The Outstanding Arctic Circle Trail

Ab muscles notion of trekking a long waymarked trail in Greenland must conjure up pictures of endless ice-fields, marauding polar bears, desperate struggles for survival and big expense. Actually, the Arctic Circle Trail offers a pretty easy trek, provided it really is approached with careful thought and planning. Neglect the huge ice-cap and polar bears, that happen to be there if you would like them, such as the feature around the trail. Instead, give full attention to one of the largest ice-free areas of Greenland, between your airport terminal at Kangerlussuaq and also the western seaboard at Sisimiut.

The Arctic Circle Trail is genuinely north of the Arctic Circle because of its entire length, so that in midsummer there isn't any nightfall, but for the brief summertime ordinary trekkers can savor the wild and desolate tundra by just following stone-built cairns. Keeping in mind that there's absolutely nowhere you can acquire provisions along the way, for upwards of 100 miles (160km), the hard part is usually to be ruthless when packing food and all the kit you have to stay alive. Water is clean, fresh, plentiful and freely available. In the event you bring your entire food to Greenland and limit your spending, the path might be completed within a strict budget. Detailed maps and guidebooks can be obtained.

Some trekkers burden themselves with huge as well as packs, which require great effort to handle, which experts claim means carrying a lot of food to stoke on top of extra calories. Think light and pack light. There are a few basic wooden huts at intervals along the route, offering four walls, a roof, and bunks for between four and 24 trekkers. They may not be staffed, cannot be pre-booked, and gives no facilities aside from shelter. In the event you carry a tent, you are able to pitch it anywhere you prefer, subject just to the character in the terrain and the prevailing weather.

In general, the weather comes from two directions - east and west. An easterly breeze, coming off the ice-cap, is cool and also dry. A westerly breeze, coming over sea, will bring cloud as well as a way of rain. It certainly can't snow from the short summertime, mid-June to mid-September, but for the remaining portion of the time, varying quantities of snow and ice will take care of the path, along with the centre of winter it's going to be dark on a regular basis and temperatures will plummet far, far below freezing for months at a stretch.

The air-port at Kangerlussuaq enjoys around 300 clear-sky days per year, therefore the weather should be good, and also the trail starts following a straightforward tarmac and dirt road. Past the research station at Kellyville, the trail is simply a narrow path across empty tundra dotted with lakes. If you plan just to walk from hut to hut, then a route is going to take maybe nine days, unless stages are doubled-up. Using a tent offers greater flexibility, plus some trekkers complete the route inside every week. Huts are situated at Hundeso, Katiffik, The Canoe Centre, Ikkattook, Eqalugaarniarfik, Innajuattok, Nerumaq and Kangerluarsuk Tulleq. Youth hostels and hotels are located in the terminal points of Kangerlussuaq and Sisimiut.

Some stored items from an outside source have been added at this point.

use crate::error::{RenderError, Result};

use super::{surface, AcquiredFrame, GpuInit, SurfaceErrorAction, WgpuDevice};

/// Owns the wgpu objects needed to present to a window.
///
/// This type is the windowed rendering context:
/// - creates and stores Instance/Adapter/Device/Queue
/// - creates and configures the Surface (swapchain)
/// - acquires frames that act as the [`Surface`](super::Surface) of `build_frame`
pub struct Gpu<'w> {
    /// wgpu instance used to create the adapter and surface.
    _instance: wgpu::Instance,

    /// Surface bound to the window.
    surface: wgpu::Surface<'w>,

    /// Selected adapter.
    adapter: wgpu::Adapter,

    /// Device capability handed to the frame core.
    device: WgpuDevice,

    /// Active surface configuration.
    config: wgpu::SurfaceConfiguration,
}

impl<'w> Gpu<'w> {
    /// Creates a GPU context bound to a window.
    ///
    /// `size` is the drawable size in physical pixels. Adapter/device
    /// acquisition is asynchronous under wgpu.
    pub async fn new(
        target: impl Into<wgpu::SurfaceTarget<'w>>,
        size: (u32, u32),
        init: GpuInit,
    ) -> Result<Self> {
        let (width, height) = size;
        if width == 0 || height == 0 {
            return Err(RenderError::CapabilityUnavailable("window has zero size".into()));
        }

        let instance = wgpu::Instance::new(&wgpu::InstanceDescriptor {
            backends: init.backends,
            ..Default::default()
        });

        let surface = instance.create_surface(target).map_err(|e| {
            RenderError::CapabilityUnavailable(format!("failed to create wgpu surface: {e}"))
        })?;

        let (adapter, device) = WgpuDevice::request(&instance, Some(&surface), &init).await?;

        let surface_caps = surface.get_capabilities(&adapter);
        let format = surface::choose_surface_format(&surface_caps, init.prefer_srgb)
            .ok_or_else(|| RenderError::CapabilityUnavailable("no supported surface formats".into()))?;

        let alpha_mode = surface::choose_alpha_mode(&surface_caps, init.alpha_mode);

        let config = wgpu::SurfaceConfiguration {
            usage: wgpu::TextureUsages::RENDER_ATTACHMENT,
            format,
            width,
            height,
            present_mode: init.present_mode,
            alpha_mode,
            view_formats: vec![],
            desired_maximum_frame_latency: init.desired_maximum_frame_latency,
        };

        surface.configure(device.raw(), &config);
        log::debug!("surface configured: {format:?} {width}x{height}");

        Ok(Self {
            _instance: instance,
            surface,
            adapter,
            device,
            config,
        })
    }

    /// Returns the active surface format.
    pub fn surface_format(&self) -> wgpu::TextureFormat {
        self.config.format
    }

    /// Returns the configured drawable size (physical pixels).
    pub fn size(&self) -> (u32, u32) {
        (self.config.width, self.config.height)
    }

    /// Returns the selected adapter.
    pub fn adapter(&self) -> &wgpu::Adapter {
        &self.adapter
    }

    /// Returns the device capability.
    pub fn device(&self) -> &WgpuDevice {
        &self.device
    }

    /// Reconfigures the surface after a resize.
    ///
    /// wgpu does not support configuring a surface with a 0x0 size; such
    /// resizes are ignored until the window becomes visible again.
    pub fn resize(&mut self, width: u32, height: u32) {
        if width == 0 || height == 0 {
            return;
        }
        self.config.width = width;
        self.config.height = height;
        self.surface.configure(self.device.raw(), &self.config);
    }

    /// Acquires the next surface texture.
    ///
    /// The returned frame is the render target of one `build_frame` call and
    /// must be presented (or dropped) promptly.
    pub fn acquire_frame(&self) -> std::result::Result<AcquiredFrame, wgpu::SurfaceError> {
        let surface_texture = self.surface.get_current_texture()?;
        let view = surface_texture
            .texture
            .create_view(&wgpu::TextureViewDescriptor::default());

        Ok(AcquiredFrame {
            surface_texture,
            view,
            format: self.config.format,
        })
    }

    /// Converts a `SurfaceError` into a higher-level action.
    pub fn handle_surface_error(&mut self, err: wgpu::SurfaceError) -> SurfaceErrorAction {
        surface::map_surface_error(&self.surface, self.device.raw(), &self.config, err)
    }
}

You will find the choice to use a free kayak to paddle all day long over the large lake of Amitsorsuaq, instead of walk along its shore. There are only a few kayaks, if all of them are moored in the 'wrong' end with the lake, then walking could be the only option. The way is often low-lying, below 500ft (150m), but climbs occasionally over 1300ft (400m), notably around Ikkattook, Iluliumanersuup Portornga and Qerrortusuk Majoriaa. There is a handful of river crossings whose difficulty is dependent upon melt-water and rainfall. These are generally difficult at the outset of the season, but much easier to ford later. The greatest river, Ole's Lakseelv, features a footbridge if need be.